Nigel Farage then, was well-whooped in his televised debate with Nick Clegg, the glee of the audience in response to his (again) Volke-ist ‘Peoples’ Army’ perhaps the most ominous. Farage, with his oil-slick, car-salesmanship, frog of the people schtick, emerges as the most likely personality to unite this over-spilling psychopathlogy into a frightening whole, even if the real, bad-man part of SEA describe him as a ‘Muslim-loving p****’.

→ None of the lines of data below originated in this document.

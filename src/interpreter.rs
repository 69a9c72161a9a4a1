// Copyright (c) 2024-present, fjall-rs
// This source code is licensed under both the Apache 2.0 and MIT License
// (found in the LICENSE-* files in the repository)

//! Conversion between message text and its logtype plus encoded variables

use crate::{
    encoding::{
        decode_dictionary_id, decode_float, decode_integer, encode_dictionary_id, encode_float,
        encode_integer, EncodedVariable,
    },
    id::VariableId,
    logtype::{append_constant, append_placeholder, LogtypeElement, LogtypeEntry, VariableKind},
    parser::{Token, VariableParser},
    Error,
};

/// Classifies a variable token and encodes it.
///
/// `add_dictionary_variable` is only called for tokens that are neither an
/// integer nor a float.
///
/// # Errors
///
/// Will return `Err` if the dictionary fails or its id does not fit `E`.
pub fn encode_variable<E, F>(text: &str, add_dictionary_variable: F) -> crate::Result<(VariableKind, E)>
where
    E: EncodedVariable,
    F: FnOnce(&str) -> crate::Result<VariableId>,
{
    if let Some(value) = encode_integer(text) {
        return Ok((VariableKind::Integer, value));
    }

    if let Some(value) = encode_float(text) {
        return Ok((VariableKind::Float, value));
    }

    let id = add_dictionary_variable(text)?;
    Ok((VariableKind::Dictionary, encode_dictionary_id(id)?))
}

/// Builds the logtype and variable column of a tokenized message.
///
/// `logtype` and `variables` are cleared first.
///
/// # Errors
///
/// Will return `Err` if `add_dictionary_variable` fails.
pub fn encode_tokens<E, F>(
    tokens: &[Token<'_>],
    logtype: &mut String,
    variables: &mut Vec<E>,
    mut add_dictionary_variable: F,
) -> crate::Result<()>
where
    E: EncodedVariable,
    F: FnMut(&str) -> crate::Result<VariableId>,
{
    logtype.clear();
    variables.clear();

    for token in tokens {
        match token {
            Token::Constant(text) => append_constant(logtype, text),
            Token::Variable(text) => {
                let (kind, value) = encode_variable(text, &mut add_dictionary_variable)?;
                append_placeholder(logtype, kind);
                variables.push(value);
            }
        }
    }

    Ok(())
}

/// Tokenizes and encodes a message.
///
/// # Errors
///
/// Will return `Err` if `add_dictionary_variable` fails.
pub fn encode_message<E, F>(
    parser: &dyn VariableParser,
    message: &str,
    logtype: &mut String,
    variables: &mut Vec<E>,
    add_dictionary_variable: F,
) -> crate::Result<()>
where
    E: EncodedVariable,
    F: FnMut(&str) -> crate::Result<VariableId>,
{
    let mut tokens = Vec::new();
    parser.tokenize(message, &mut tokens);
    encode_tokens(&tokens, logtype, variables, add_dictionary_variable)
}

/// Appends the text of one encoded variable.
///
/// # Errors
///
/// Will return `Err` if a float is malformed or a dictionary id is unknown.
pub fn decode_variable<'d, E, F>(
    kind: VariableKind,
    value: E,
    lookup_dictionary_variable: F,
    out: &mut String,
) -> crate::Result<()>
where
    E: EncodedVariable,
    F: FnOnce(VariableId) -> crate::Result<&'d str>,
{
    match kind {
        VariableKind::Integer => decode_integer(value, out),
        VariableKind::Float => decode_float(value, out)?,
        VariableKind::Dictionary => {
            out.push_str(lookup_dictionary_variable(decode_dictionary_id(value))?);
        }
    }
    Ok(())
}

/// Reconstructs the original message text.
///
/// # Errors
///
/// Returns [`Error::Corrupt`] if the number of variables does not match the logtype.
pub fn decode_message<'d, E, F>(
    logtype: &LogtypeEntry,
    variables: &[E],
    mut lookup_dictionary_variable: F,
    out: &mut String,
) -> crate::Result<()>
where
    E: EncodedVariable,
    F: FnMut(VariableId) -> crate::Result<&'d str>,
{
    if logtype.num_variables() != variables.len() {
        return Err(Error::Corrupt(format!(
            "logtype {} has {} placeholders, but {} variables were given",
            logtype.id(),
            logtype.num_variables(),
            variables.len()
        )));
    }

    let mut variables = variables.iter();

    for element in logtype.elements() {
        match element {
            LogtypeElement::Constant(text) => out.push_str(text),
            LogtypeElement::Variable(kind) => {
                let Some(value) = variables.next() else {
                    return Err(Error::Corrupt("variable column ended early".into()));
                };
                decode_variable(*kind, *value, &mut lookup_dictionary_variable, out)?;
            }
        }
    }

    Ok(())
}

Perhaps what best synthesizes the SEA demo, the austerity consumerist complex of 2014 Britain and Farage’s victory over Clegg is found in George Orwell’s 1984. The book has been pulped into misguided metaphor and appalling cliché but some remain insightful. In particular, the instance of the daily, 11am Two-Minutes of Hate, is most prescient. What is understood in the book, through Freud, Wilhelm Reich and Hebert Marcuse, is that the sea of discontent needs an outlet, and the outlet seems to be coalescing in fascist practice. The Party aimed to abolish the orgasm, but its interim measure – misdirection onto the enemy Goldstein – is now the de facto measure of 2014 Britain. Think of the headlines, ‘Stop these vile —’ insert what you like from the following: paedophiles, fat and/or drugged celebrities, celebrities-cum-paedophiles, immigrants, asylum-seekers, any kind of enemy within or without will do. These media frenzies – our own two-minutes of hate – are now finding their physical form in SEA’s brand of hate’n’violence. What this speaks to is an empire-melancholia and nostalgic retro-fascism in Britain that is finding its target more readily now in Islamophobia.

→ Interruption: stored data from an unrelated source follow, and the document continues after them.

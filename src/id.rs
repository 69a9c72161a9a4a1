// Copyright (c) 2024-present, fjall-rs
// This source code is licensed under both the Apache 2.0 and MIT License
// (found in the LICENSE-* files in the repository)

/// Dense id of a segment within one archive
#[allow(clippy::module_name_repetitions)]
pub type SegmentId = u64;

/// Dense id of a dictionary entry
pub type DictionaryId = u64;

/// Id of a logtype dictionary entry
pub type LogtypeId = DictionaryId;

/// Id of a variable dictionary entry
pub type VariableId = DictionaryId;

/// Hands out dense, monotonically increasing ids starting at 0
#[allow(clippy::module_name_repetitions)]
#[derive(Clone, Debug, Default)]
pub struct IdGenerator(u64);

impl IdGenerator {
    pub fn next(&mut self) -> u64 {
        let id = self.0;
        self.0 += 1;
        id
    }

    /// Number of ids handed out so far.
    pub fn peek(&self) -> u64 {
        self.0
    }
}
// Copyright (c) 2024-present, fjall-rs
// This source code is licensed under both the Apache 2.0 and MIT License
// (found in the LICENSE-* files in the repository)

//! Tokenization of messages into constant text and variable candidates

/// A piece of a log message
#[derive(Copy, Clone, Debug, Eq, PartialEq)]
pub enum Token<'a> {
    /// Text that becomes part of the logtype
    Constant(&'a str),

    /// Text that is stored as an encoded variable
    Variable(&'a str),
}

/// Splits a message into constant text and variables
pub trait VariableParser {
    /// Appends the tokens of `message` to `tokens`.
    ///
    /// Concatenating the token texts must reproduce `message`.
    fn tokenize<'a>(&self, message: &'a str, tokens: &mut Vec<Token<'a>>);
}

/// Returns `true` for bytes that can be part of a variable token.
#[must_use]
pub fn is_token_byte(b: u8) -> bool {
    b.is_ascii_alphanumeric() || matches!(b, b'+' | b'-' | b'.' | b'/' | b'_')
}

/// Returns `true` if a token is classified as a variable.
///
/// `preceded_by_equals` is whether the byte right before the token is `=`.
#[must_use]
pub fn is_variable_token(token: &str, preceded_by_equals: bool) -> bool {
    token.bytes().any(|b| b.is_ascii_digit())
        || (preceded_by_equals && token.bytes().any(|b| b.is_ascii_alphabetic()))
}

/// Default tokenizer
///
/// Tokens are maximal runs of `[+\-./0-9A-Za-z_]`. A token is a variable if it
/// contains a decimal digit, or if it directly follows `=` and contains a letter.
#[derive(Clone, Copy, Debug, Default)]
pub struct HeuristicParser;

impl VariableParser for HeuristicParser {
    fn tokenize<'a>(&self, message: &'a str, tokens: &mut Vec<Token<'a>>) {
        let bytes = message.as_bytes();

        let mut constant_begin = 0;
        let mut pos = 0;

        while pos < bytes.len() {
            if !bytes.get(pos).copied().is_some_and(is_token_byte) {
                pos += 1;
                continue;
            }

            let token_begin = pos;
            while bytes.get(pos).copied().is_some_and(is_token_byte) {
                pos += 1;
            }

            // NOTE: Token bytes are ASCII, so both ends are char boundaries
            let (Some(token), Some(constant)) = (
                message.get(token_begin..pos),
                message.get(constant_begin..token_begin),
            ) else {
                continue;
            };

            let preceded_by_equals = token_begin > 0 && bytes.get(token_begin - 1) == Some(&b'=');

            if is_variable_token(token, preceded_by_equals) {
                if !constant.is_empty() {
                    tokens.push(Token::Constant(constant));
                }
                tokens.push(Token::Variable(token));
                constant_begin = pos;
            }
        }

        if let Some(constant) = message.get(constant_begin..) {
            if !constant.is_empty() {
                tokens.push(Token::Constant(constant));
            }
        }
    }
}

It turns out ‘the Muslim Brotherhood HQ in Cricklewood’ were four men who ran a blog called ikhwanpress.org and are ‘affiliated with the Muslim Brotherhood through ideas and thinking, but are not part of the organization’. The governing party of the UK recently launched an investigation into the Brotherhood to see if Egypt’s former governing party are interested in “extremist action”. It is not too difficult to see Cameron’s call as a pale echo of the SEA-ers’ ONE NATION aggression. What the incidences of fascist demonstrations in Cricklewood really tells us is a psychopathology of Britain, a kind of high-octane nuclear emotional fuel, is cooking; violence steaming to the surface is taking shape and now solidifying.